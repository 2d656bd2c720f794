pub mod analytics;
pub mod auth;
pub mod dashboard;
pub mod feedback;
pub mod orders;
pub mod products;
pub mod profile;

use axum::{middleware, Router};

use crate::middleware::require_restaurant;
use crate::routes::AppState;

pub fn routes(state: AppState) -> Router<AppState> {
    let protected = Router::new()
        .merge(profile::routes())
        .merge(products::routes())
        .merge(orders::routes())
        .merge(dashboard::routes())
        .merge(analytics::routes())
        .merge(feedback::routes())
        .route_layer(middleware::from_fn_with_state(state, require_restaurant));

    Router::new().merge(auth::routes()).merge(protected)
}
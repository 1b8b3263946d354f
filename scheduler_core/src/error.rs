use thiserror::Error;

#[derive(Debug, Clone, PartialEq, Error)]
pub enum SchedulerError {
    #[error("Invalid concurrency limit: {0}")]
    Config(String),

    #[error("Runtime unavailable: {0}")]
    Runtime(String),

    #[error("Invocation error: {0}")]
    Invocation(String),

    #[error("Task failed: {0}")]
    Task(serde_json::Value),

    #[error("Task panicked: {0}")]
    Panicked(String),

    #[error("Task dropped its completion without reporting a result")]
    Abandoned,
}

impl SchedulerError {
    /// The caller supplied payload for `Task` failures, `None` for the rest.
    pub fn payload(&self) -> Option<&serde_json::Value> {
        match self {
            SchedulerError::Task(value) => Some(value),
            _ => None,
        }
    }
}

=====

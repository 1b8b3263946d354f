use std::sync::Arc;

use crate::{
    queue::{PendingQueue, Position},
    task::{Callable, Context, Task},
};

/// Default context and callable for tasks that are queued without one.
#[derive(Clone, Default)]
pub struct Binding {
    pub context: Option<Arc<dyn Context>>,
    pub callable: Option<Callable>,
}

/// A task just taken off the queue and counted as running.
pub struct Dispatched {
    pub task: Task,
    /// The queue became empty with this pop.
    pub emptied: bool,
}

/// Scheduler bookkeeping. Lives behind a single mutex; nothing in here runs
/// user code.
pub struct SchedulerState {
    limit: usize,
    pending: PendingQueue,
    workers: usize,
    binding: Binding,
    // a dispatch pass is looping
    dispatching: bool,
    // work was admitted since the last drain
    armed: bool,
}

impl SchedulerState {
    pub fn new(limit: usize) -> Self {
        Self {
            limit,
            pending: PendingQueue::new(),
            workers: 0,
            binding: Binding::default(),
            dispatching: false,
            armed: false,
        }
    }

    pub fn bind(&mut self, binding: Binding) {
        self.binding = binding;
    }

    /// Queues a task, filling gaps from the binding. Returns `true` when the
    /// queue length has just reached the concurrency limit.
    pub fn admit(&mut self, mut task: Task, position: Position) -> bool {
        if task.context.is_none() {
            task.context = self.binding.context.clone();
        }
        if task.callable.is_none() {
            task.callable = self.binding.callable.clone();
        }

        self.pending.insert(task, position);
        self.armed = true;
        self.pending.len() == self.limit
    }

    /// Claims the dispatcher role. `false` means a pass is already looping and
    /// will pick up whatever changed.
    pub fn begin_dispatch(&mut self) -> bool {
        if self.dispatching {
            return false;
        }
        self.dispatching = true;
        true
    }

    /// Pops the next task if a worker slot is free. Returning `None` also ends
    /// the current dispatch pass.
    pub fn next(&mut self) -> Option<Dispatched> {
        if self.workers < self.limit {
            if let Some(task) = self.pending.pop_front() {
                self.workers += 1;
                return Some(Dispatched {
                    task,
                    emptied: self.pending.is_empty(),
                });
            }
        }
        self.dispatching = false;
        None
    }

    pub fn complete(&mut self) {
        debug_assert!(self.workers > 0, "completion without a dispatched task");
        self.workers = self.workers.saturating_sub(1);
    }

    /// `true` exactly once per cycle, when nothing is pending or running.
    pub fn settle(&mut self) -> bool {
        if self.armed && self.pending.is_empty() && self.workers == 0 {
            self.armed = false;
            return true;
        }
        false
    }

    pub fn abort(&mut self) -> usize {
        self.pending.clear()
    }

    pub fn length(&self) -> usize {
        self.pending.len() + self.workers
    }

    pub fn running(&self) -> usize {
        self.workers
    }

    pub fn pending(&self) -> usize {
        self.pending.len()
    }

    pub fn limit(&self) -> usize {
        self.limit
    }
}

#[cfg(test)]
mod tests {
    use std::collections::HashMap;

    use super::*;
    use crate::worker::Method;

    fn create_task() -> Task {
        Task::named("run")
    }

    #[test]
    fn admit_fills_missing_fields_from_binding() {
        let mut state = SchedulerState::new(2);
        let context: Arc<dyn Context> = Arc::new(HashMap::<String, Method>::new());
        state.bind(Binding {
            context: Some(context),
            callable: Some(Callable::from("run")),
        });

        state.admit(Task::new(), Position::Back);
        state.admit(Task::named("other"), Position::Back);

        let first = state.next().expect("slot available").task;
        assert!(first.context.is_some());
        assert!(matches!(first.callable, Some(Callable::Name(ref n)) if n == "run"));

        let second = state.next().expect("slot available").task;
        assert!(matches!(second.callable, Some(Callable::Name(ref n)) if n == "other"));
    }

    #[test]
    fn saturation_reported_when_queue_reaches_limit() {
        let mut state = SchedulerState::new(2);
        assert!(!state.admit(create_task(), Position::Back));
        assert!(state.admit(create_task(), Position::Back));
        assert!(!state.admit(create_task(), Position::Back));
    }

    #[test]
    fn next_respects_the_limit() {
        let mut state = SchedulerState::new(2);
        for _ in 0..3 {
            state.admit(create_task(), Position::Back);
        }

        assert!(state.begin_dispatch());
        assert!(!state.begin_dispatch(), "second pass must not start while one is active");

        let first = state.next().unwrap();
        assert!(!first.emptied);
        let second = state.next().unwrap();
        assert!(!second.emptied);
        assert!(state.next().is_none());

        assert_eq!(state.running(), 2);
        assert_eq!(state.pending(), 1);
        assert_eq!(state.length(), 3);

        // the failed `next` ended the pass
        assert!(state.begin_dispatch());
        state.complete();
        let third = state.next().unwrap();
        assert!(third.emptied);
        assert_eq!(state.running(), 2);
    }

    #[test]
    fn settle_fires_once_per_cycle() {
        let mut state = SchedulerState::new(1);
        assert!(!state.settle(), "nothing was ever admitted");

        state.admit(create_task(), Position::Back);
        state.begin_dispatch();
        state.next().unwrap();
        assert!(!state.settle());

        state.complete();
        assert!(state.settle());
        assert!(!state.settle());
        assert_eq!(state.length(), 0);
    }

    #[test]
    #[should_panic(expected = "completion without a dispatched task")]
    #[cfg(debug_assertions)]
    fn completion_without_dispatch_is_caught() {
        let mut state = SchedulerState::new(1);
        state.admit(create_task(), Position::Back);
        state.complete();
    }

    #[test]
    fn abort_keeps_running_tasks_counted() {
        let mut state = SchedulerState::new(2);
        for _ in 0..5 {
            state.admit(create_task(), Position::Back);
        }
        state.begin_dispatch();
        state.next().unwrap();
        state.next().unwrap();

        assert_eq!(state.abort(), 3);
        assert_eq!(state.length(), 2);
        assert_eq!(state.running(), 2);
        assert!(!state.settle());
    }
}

=====

Work instructions:
Among the entries above, which lines include "String"? List them all.

Exercise answer:
    Config(String),
    Runtime(String),
    Invocation(String),
    Panicked(String),
        let context: Arc<dyn Context> = Arc::new(HashMap::<String, Method>::new());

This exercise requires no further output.